How cute! He looks like a little plump chicken in that 1st one


----------



## dshiro2012 (Feb 4, 2013)

Lougirl said:


> How cute! He looks like a little plump chicken in that 1st one


Thank you! I know right?! I love how much he trusts me.


----------



## ollieandme (Mar 25, 2013)

he is adorable!!


----------



## moonchild (Jul 29, 2012)

OMG! Too cute!!! Even Solaire, most cuddly and trusting in my flock, won't let me hold him that way.


----------



## dshiro2012 (Feb 4, 2013)

moonchild said:


> OMG! Too cute!!! Even Solaire, most cuddly and trusting in my flock, won't let me hold him that way.

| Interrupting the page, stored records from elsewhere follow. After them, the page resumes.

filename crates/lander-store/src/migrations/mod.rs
//! Migration framework
//!
//! Provides:
//! - Migration runner with checksum verification
//! - Idempotent application
//! - Embedded SQL migrations

mod checksums;
mod embedded;
mod runner;

pub use runner::{applied_migrations, apply_migrations};
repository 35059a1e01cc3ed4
//! Canonical schema constants for structured logging and events
//!
//! These constants ensure consistency across all logging and error reporting.

// Canonical field keys for structured logging
pub const FIELD_COMPONENT: &str = "component";
pub const FIELD_OP: &str = "op";
pub const FIELD_EVENT: &str = "event";
pub const FIELD_REQUEST_ID: &str = "request_id";

// Entity identifiers
pub const FIELD_VARIANT_ID: &str = "variant_id";
pub const FIELD_VARIANT_SLUG: &str = "slug";

// Fallback / degradation context
pub const FIELD_REASON: &str = "reason";
pub const FIELD_ERROR: &str = "error";

// Canonical event names
pub const EVENT_START: &str = "start";
pub const EVENT_END: &str = "end";
pub const EVENT_END_ERROR: &str = "end_error";

// Observer event names
pub const EVENT_LANDING_FALLBACK: &str = "landing.fallback";
pub const EVENT_BRANDING_UNAVAILABLE: &str = "landing.branding_unavailable";
pub const EVENT_FALLBACK_FILE_REJECTED: &str = "landing.fallback_file_rejected";
pub const EVENT_SECTION_COPY_FAILED: &str = "variant.section_copy_failed";
pub const EVENT_SYNC_APPLIED: &str = "sync.applied";

// Fallback reason codes
pub const REASON_PRICING_UNAVAILABLE: &str = "pricing_unavailable";
pub const REASON_DOWNLOADS_UNAVAILABLE: &str = "downloads_unavailable";
pub const REASON_SLUG_LOOKUP_FAILED: &str = "variant_slug_lookup_failed";
pub const REASON_SELECTION_FAILED: &str = "variant_selection_failed";
pub const REASON_SECTIONS_UNAVAILABLE: &str = "sections_unavailable";
pub const REASON_NO_SECTIONS: &str = "no_sections";
pub const REASON_MISSING_HERO: &str = "missing_hero";
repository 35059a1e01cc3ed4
pub mod axis;
pub mod header;
pub mod landing;
pub mod section;
pub mod snapshot;
pub mod variant;

pub use axis::{AxisCatalog, AxisDefinition};
pub use header::{HeaderConfig, NavLink};
pub use landing::{
    Branding, DownloadApp, LandingConfigResponse, LandingSection, PricingOverview, PricingPlan,
    VariantSummary,
};
pub use section::{ContentSection, NewSection, PreparedSection, SectionInput, SectionType};
pub use snapshot::{SnapshotVariant, VariantSnapshot};
pub use variant::{NewVariant, Variant, VariantPatch, VariantStatus};
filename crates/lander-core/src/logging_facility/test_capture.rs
//! Test capture mode for deterministic logging assertions
//!
//! Installs an in-memory subscriber layer so tests can assert on the
//! boundary events emitted by engine commands.

use lander_core_types::schema::{FIELD_COMPONENT, FIELD_EVENT, FIELD_OP};
use std::collections::HashMap;
use std::sync::{Arc, Mutex, OnceLock};
use tracing::field::{Field, Visit};
use tracing::{Level, Subscriber};
use tracing_subscriber::layer::{Context, SubscriberExt};
use tracing_subscriber::registry::LookupSpan;
use tracing_subscriber::util::SubscriberInitExt;
use tracing_subscriber::Layer;

/// A captured log event with all its fields
#[derive(Clone, Debug)]
pub struct CapturedEvent {
    pub level: Level,
    pub component: Option<String>,
    pub op: Option<String>,
    pub event: Option<String>,
    pub fields: HashMap<String, String>,
}

impl CapturedEvent {
    /// Look up a recorded field by name
    pub fn field(&self, name: &str) -> Option<&str> {
        self.fields.get(name).map(String::as_str)
    }
}

#[derive(Default)]
struct FieldVisitor {
    fields: HashMap<String, String>,
}

impl Visit for FieldVisitor {
    fn record_debug(&mut self, field: &Field, value: &dyn std::fmt::Debug) {
        self.fields
            .insert(field.name().to_string(), format!("{:?}", value));
    }

    fn record_str(&mut self, field: &Field, value: &str) {
        self.fields
            .insert(field.name().to_string(), value.to_string());
    }

    fn record_i64(&mut self, field: &Field, value: i64) {
        self.fields
            .insert(field.name().to_string(), value.to_string());
    }

    fn record_u64(&mut self, field: &Field, value: u64) {
        self.fields
            .insert(field.name().to_string(), value.to_string());
    }

    fn record_bool(&mut self, field: &Field, value: bool) {
        self.fields
            .insert(field.name().to_string(), value.to_string());
    }
}

/// Layer that appends every event to a shared buffer
struct TestCaptureLayer {
    events: Arc<Mutex<Vec<CapturedEvent>>>,
}

impl<S> Layer<S> for TestCaptureLayer
where
    S: Subscriber + for<'a> LookupSpan<'a>,
{
    fn on_event(&self, event: &tracing::Event<'_>, _ctx: Context<'_, S>) {
        let mut visitor = FieldVisitor::default();
        event.record(&mut visitor);

        let captured = CapturedEvent {
            level: *event.metadata().level(),
            component: visitor.fields.get(FIELD_COMPONENT).cloned(),
            op: visitor.fields.get(FIELD_OP).cloned(),
            event: visitor.fields.get(FIELD_EVENT).cloned(),
            fields: visitor.fields,
        };

        self.events
            .lock()
            .map(|mut events| events.push(captured))
            .ok();
    }
}

/// Handle for accessing captured events in tests
#[derive(Clone)]
pub struct TestCapture {
    events: Arc<Mutex<Vec<CapturedEvent>>>,
}

impl TestCapture {
    /// Get all captured events
    pub fn events(&self) -> Vec<CapturedEvent> {
        self.events.lock().map(|e| e.clone()).unwrap_or_default()
    }

    /// Events recorded for one operation, in emission order
    pub fn events_for_op(&self, op: &str) -> Vec<CapturedEvent> {
        self.events()
            .into_iter()
            .filter(|e| e.op.as_deref() == Some(op))
            .collect()
    }

    /// Assert that an event exists with the given operation and event type
    ///
    /// # Panics
    ///
    /// Panics if the event is not found
    pub fn assert_event_exists(&self, op: &str, event: &str) {
        let events = self.events();
        let found = events
            .iter()
            .any(|e| e.op.as_deref() == Some(op) && e.event.as_deref() == Some(event));
        assert!(
            found,
            "Expected event op={} event={} not found in {} captured events",
            op,
            event,
            events.len()
        );
    }

    /// Clear all captured events
    pub fn clear(&self) {
        self.events.lock().map(|mut e| e.clear()).ok();
    }

    /// Count events matching a predicate
    pub fn count_events<F>(&self, predicate: F) -> usize
    where
        F: Fn(&CapturedEvent) -> bool,
    {
        self.events().iter().filter(|e| predicate(e)).count()
    }
}

static GLOBAL_CAPTURE: OnceLock<TestCapture> = OnceLock::new();

/// Initialize test capture mode
///
/// Installs the capture layer as the global subscriber on first call and
/// returns the shared capture handle. Events from every test in the same
/// binary land in the same buffer, so assertions should filter by op or field.
pub fn init_test_capture() -> TestCapture {
    GLOBAL_CAPTURE
        .get_or_init(|| {
            let events = Arc::new(Mutex::new(Vec::new()));
            let layer = TestCaptureLayer {
                events: events.clone(),
            };
            tracing_subscriber::registry().with(layer).init();
            TestCapture { events }
        })
        .clone()
}
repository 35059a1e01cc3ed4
//! Header navigation/branding presentation and its defaulting pass

use serde::{Deserialize, Serialize};

/// A header navigation entry
#[derive(Debug, Clone, PartialEq, Eq, Serialize, Deserialize)]
pub struct NavLink {
    pub label: String,
    pub href: String,
    #[serde(default)]
    pub external: bool,
}

impl NavLink {
    fn new(label: &str, href: &str) -> Self {
        Self {
            label: label.to_string(),
            href: href.to_string(),
            external: false,
        }
    }

    fn trimmed(&self) -> Option<Self> {
        let label = self.label.trim();
        let href = self.href.trim();
        if label.is_empty() || href.is_empty() {
            return None;
        }
        Some(Self {
            label: label.to_string(),
            href: href.to_string(),
            external: self.external,
        })
    }
}

/// Structured header configuration of a variant
#[derive(Debug, Clone, PartialEq, Eq, Serialize, Deserialize)]
pub struct HeaderConfig {
    #[serde(default)]
    pub brand_label: String,
    #[serde(default, skip_serializing_if = "Option::is_none")]
    pub logo_url: Option<String>,
    #[serde(default)]
    pub nav_links: Vec<NavLink>,
    #[serde(default, skip_serializing_if = "Option::is_none")]
    pub cta: Option<NavLink>,
    #[serde(default = "default_sticky")]
    pub sticky: bool,
}

fn default_sticky() -> bool {
    true
}

impl HeaderConfig {
    /// Header assigned to a freshly created variant
    pub fn default_for(name: &str) -> Self {
        Self {
            brand_label: name.trim().to_string(),
            logo_url: None,
            nav_links: default_nav_links(),
            cta: Some(NavLink::new("Get started", "#pricing")),
            sticky: true,
        }
    }

    /// Fill gaps against the variant name and drop malformed links
    ///
    /// Idempotent: normalizing a normalized header returns it unchanged.
    pub fn normalize(&self, name: &str) -> Self {
        let brand_label = match self.brand_label.trim() {
            "" => name.trim().to_string(),
            label => label.to_string(),
        };

        let mut nav_links: Vec<NavLink> = Vec::with_capacity(self.nav_links.len());
        for link in self.nav_links.iter().filter_map(NavLink::trimmed) {
            if !nav_links.iter().any(|l| l.href == link.href) {
                nav_links.push(link);
            }
        }
        if nav_links.is_empty() {
            nav_links = default_nav_links();
        }

        let logo_url = self
            .logo_url
            .as_deref()
            .map(str::trim)
            .filter(|u| !u.is_empty())
            .map(str::to_string);

        Self {
            brand_label,
            logo_url,
            nav_links,
            cta: self.cta.as_ref().and_then(NavLink::trimmed),
            sticky: self.sticky,
        }
    }

    /// Normalize an optional header, defaulting when absent
    pub fn normalize_or_default(header: Option<&HeaderConfig>, name: &str) -> Self {
        match header {
            Some(h) => h.normalize(name),
            None => Self::default_for(name),
        }
    }
}

fn default_nav_links() -> Vec<NavLink> {
    vec![
        NavLink::new("Features", "#features"),
        NavLink::new("Pricing", "#pricing"),
        NavLink::new("Downloads", "#downloads"),
    ]
}
//! Content Store
//!
//! Ordered sections per variant. Full replacement is the only multi-row write
//! and it refuses to run outside a transaction.

#![allow(clippy::result_large_err)]

use crate::errors::{from_rusqlite, invalid_input, not_found, transaction_required, Result};
use crate::repo::{from_millis, now, to_millis};
use lander_core::errors::ExError;
use lander_core::model::{ContentSection, NewSection, PreparedSection, SectionInput};
use lander_core::rules;
use rusqlite::{Connection, OptionalExtension, Row};

const SECTION_COLUMNS: &str =
    "id, variant_id, section_type, content, sort_order, enabled, created_at, updated_at";

fn read_section(row: &Row<'_>) -> rusqlite::Result<ContentSection> {
    Ok(ContentSection {
        id: row.get(0)?,
        variant_id: row.get(1)?,
        section_type: row.get(2)?,
        content: row.get(3)?,
        order: row.get(4)?,
        enabled: row.get(5)?,
        created_at: from_millis(row.get(6)?),
        updated_at: from_millis(row.get(7)?),
    })
}

/// SQLite repository for content sections
pub struct SectionRepo;

impl SectionRepo {
    /// All sections of a variant, enabled or not
    pub fn list(conn: &Connection, variant_id: &str) -> Result<Vec<ContentSection>> {
        Self::query(conn, variant_id, false)
    }

    /// Enabled sections only, as served to the public page
    pub fn list_public(conn: &Connection, variant_id: &str) -> Result<Vec<ContentSection>> {
        Self::query(conn, variant_id, true)
    }

    fn query(conn: &Connection, variant_id: &str, enabled_only: bool) -> Result<Vec<ContentSection>> {
        let filter = if enabled_only { " AND enabled = 1" } else { "" };
        let sql = format!(
            "SELECT {} FROM content_sections WHERE variant_id = ?1{} ORDER BY sort_order ASC, rowid ASC",
            SECTION_COLUMNS, filter
        );
        let mut stmt = conn.prepare(&sql).map_err(from_rusqlite)?;
        let sections = stmt
            .query_map([variant_id], read_section)
            .map_err(from_rusqlite)?
            .collect::<std::result::Result<Vec<_>, _>>()
            .map_err(from_rusqlite)?;
        Ok(sections)
    }

    /// Get one section by id
    pub fn get(conn: &Connection, section_id: &str) -> Result<ContentSection> {
        let sql = format!("SELECT {} FROM content_sections WHERE id = ?1", SECTION_COLUMNS);
        conn.query_row(&sql, [section_id], read_section)
            .optional()
            .map_err(from_rusqlite)?
            .ok_or_else(|| not_found("get_section", section_id, "Section"))
    }

    /// Create a single section
    ///
    /// The section type must be in the vocabulary; it is stored in its
    /// canonical lowercase form. An order <= 0 appends after the current
    /// last section.
    ///
    /// # Errors
    /// - `InvalidInput`: unknown type or null content
    /// - `NotFound`: the owning variant does not exist
    pub fn create(conn: &Connection, input: &NewSection) -> Result<ContentSection> {
        let as_input = SectionInput {
            section_type: input.section_type.clone(),
            content: input.content.clone(),
            order: input.order,
            enabled: Some(input.enabled),
        };
        let section_type = rules::validate_section_input(0, &as_input)?;
        ensure_variant(conn, "create_section", &input.variant_id)?;

        let order = if input.order > 0 {
            input.order
        } else {
            next_order(conn, &input.variant_id)?
        };

        let ts = now();
        let section = ContentSection {
            id: uuid::Uuid::now_v7().to_string(),
            variant_id: input.variant_id.clone(),
            section_type: section_type.as_str().to_string(),
            content: input.content.clone(),
            order,
            enabled: input.enabled,
            created_at: ts,
            updated_at: ts,
        };
        insert(conn, &section)?;
        Ok(section)
    }

    /// Replace a section's content document
    ///
    /// # Errors
    /// - `InvalidInput`: null content
    /// - `NotFound`: unknown section id
    pub fn update_content(
        conn: &Connection,
        section_id: &str,
        content: &serde_json::Value,
    ) -> Result<ContentSection> {
        if content.is_null() {
            return Err(invalid_input(
                "update_section_content",
                "content",
                "Section content must not be null",
            )
            .with_entity_id(section_id));
        }

        let changed = conn
            .execute(
                "UPDATE content_sections SET content = ?2, updated_at = ?3 WHERE id = ?1",
                rusqlite::params![section_id, content, to_millis(now())],
            )
            .map_err(from_rusqlite)?;
        if changed == 0 {
            return Err(not_found("update_section_content", section_id, "Section"));
        }

        Self::get(conn, section_id)
    }

    /// Delete one section
    ///
    /// # Errors
    /// `NotFound` for an unknown section id.
    pub fn delete(conn: &Connection, section_id: &str) -> Result<()> {
        let changed = conn
            .execute("DELETE FROM content_sections WHERE id = ?1", [section_id])
            .map_err(from_rusqlite)?;
        if changed == 0 {
            return Err(not_found("delete_section", section_id, "Section"));
        }
        Ok(())
    }

    /// Duplicate every section of `source_id` onto `target_id`
    ///
    /// Copies get fresh ids and keep type, content, order and enabled flag.
    /// Returns the number of sections copied.
    pub fn copy_from_variant(conn: &mut Connection, source_id: &str, target_id: &str) -> Result<usize> {
        let tx = conn.transaction().map_err(from_rusqlite)?;
        ensure_variant(&tx, "copy_sections", source_id)?;
        ensure_variant(&tx, "copy_sections", target_id)?;

        let sources = Self::list(&tx, source_id)?;
        let ts = now();
        for source in &sources {
            insert(
                &tx,
                &ContentSection {
                    id: uuid::Uuid::now_v7().to_string(),
                    variant_id: target_id.to_string(),
                    created_at: ts,
                    updated_at: ts,
                    ..source.clone()
                },
            )?;
        }
        tx.commit().map_err(from_rusqlite)?;

        Ok(sources.len())
    }

    /// Replace the whole section list of a variant
    ///
    /// Must be called with an open transaction on `conn`: the delete and the
    /// inserts commit or roll back with the caller's other writes. Every input
    /// is validated before the existing rows are touched.
    ///
    /// # Errors
    /// - `TransactionRequired`: `conn` is in autocommit mode
    /// - `InvalidInput`: any input fails validation; nothing is written
    pub fn replace_in_tx(
        conn: &Connection,
        variant_id: &str,
        inputs: &[SectionInput],
    ) -> Result<Vec<ContentSection>> {
        if conn.is_autocommit() {
            return Err(transaction_required("replace_sections", variant_id));
        }

        let prepared = rules::prepare_sections(inputs).map_err(|v| {
            ExError::from(v)
                .with_op("replace_sections")
                .with_entity_id(variant_id)
        })?;

        conn.execute("DELETE FROM content_sections WHERE variant_id = ?1", [variant_id])
            .map_err(from_rusqlite)?;

        let ts = now();
        let mut written = Vec::with_capacity(prepared.len());
        for PreparedSection {
            section_type,
            content,
            order,
            enabled,
        } in prepared
        {
            let section = ContentSection {
                id: uuid::Uuid::now_v7().to_string(),
                variant_id: variant_id.to_string(),
                section_type: section_type.as_str().to_string(),
                content,
                order,
                enabled,
                created_at: ts,
                updated_at: ts,
            };
            insert(conn, &section)?;
            written.push(section);
        }

        tracing::debug!(variant_id, section_count = written.len(), "sections replaced");
        Ok(written)
    }
}

fn insert(conn: &Connection, section: &ContentSection) -> Result<()> {
    conn.execute(
        "INSERT INTO content_sections (id, variant_id, section_type, content, sort_order, enabled, created_at, updated_at)
         VALUES (?1, ?2, ?3, ?4, ?5, ?6, ?7, ?8)",
        rusqlite::params![
            section.id,
            section.variant_id,
            section.section_type,
            section.content,
            section.order,
            section.enabled,
            to_millis(section.created_at),
            to_millis(section.updated_at),
        ],
    )
    .map_err(from_rusqlite)?;
    Ok(())
}

fn next_order(conn: &Connection, variant_id: &str) -> Result<i64> {
    conn.query_row(
        "SELECT COALESCE(MAX(sort_order), 0) + 1 FROM content_sections WHERE variant_id = ?1",
        [variant_id],
        |row| row.get(0),
    )
    .map_err(from_rusqlite)
}

fn ensure_variant(conn: &Connection, op: &str, variant_id: &str) -> Result<()> {
    let exists: bool = conn
        .query_row(
            "SELECT EXISTS(SELECT 1 FROM variants WHERE id = ?1)",
            [variant_id],
            |row| row.get(0),
        )
        .map_err(from_rusqlite)?;
    if exists {
        Ok(())
    } else {
        Err(not_found(op, variant_id, "Variant"))
    }
}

Really? Hmm, maybe it's because he's so young he lets me do it?


----------



## moonchild (Jul 29, 2012)

Tiels are not usually a species that like to play/sit on their backs, but if you start 'em young enough I guess they can get used to anything.


----------



## Korvia (Aug 3, 2012)

First picture I thought he was a chicken for a moment LOL
Very trusting, my guys won't let me do that not even the one I raised from hatch.


----------



## Vickitiel (Oct 10, 2012)

OMG this is way too adorable! SO cute!!


----------



## scootergirl762 (Aug 27, 2013)

Wow, that is amazing!! You have yourself a cutie there!


----------



## Anna-marie (Jul 30, 2013)

awww wow that's so sweet


----------



## dshiro2012 (Feb 4, 2013)

moonchild said:


> Tiels are not usually a species that like to play/sit on their backs, but if you start 'em young enough I guess they can get used to anything.


I guess so! :yes:


----------



## dshiro2012 (Feb 4, 2013)

scootergirl762 said:


> Wow, that is amazing!! You have yourself a cutie there!


Thank you!  I'm going to have to have my husband keep interacting with him (and help with the other 'tiels and his own) since in about a month or 2 I'm joining the army, and I want him to continue to be handled and played with. He'll be alone in his cage, so he'll need the company.


----------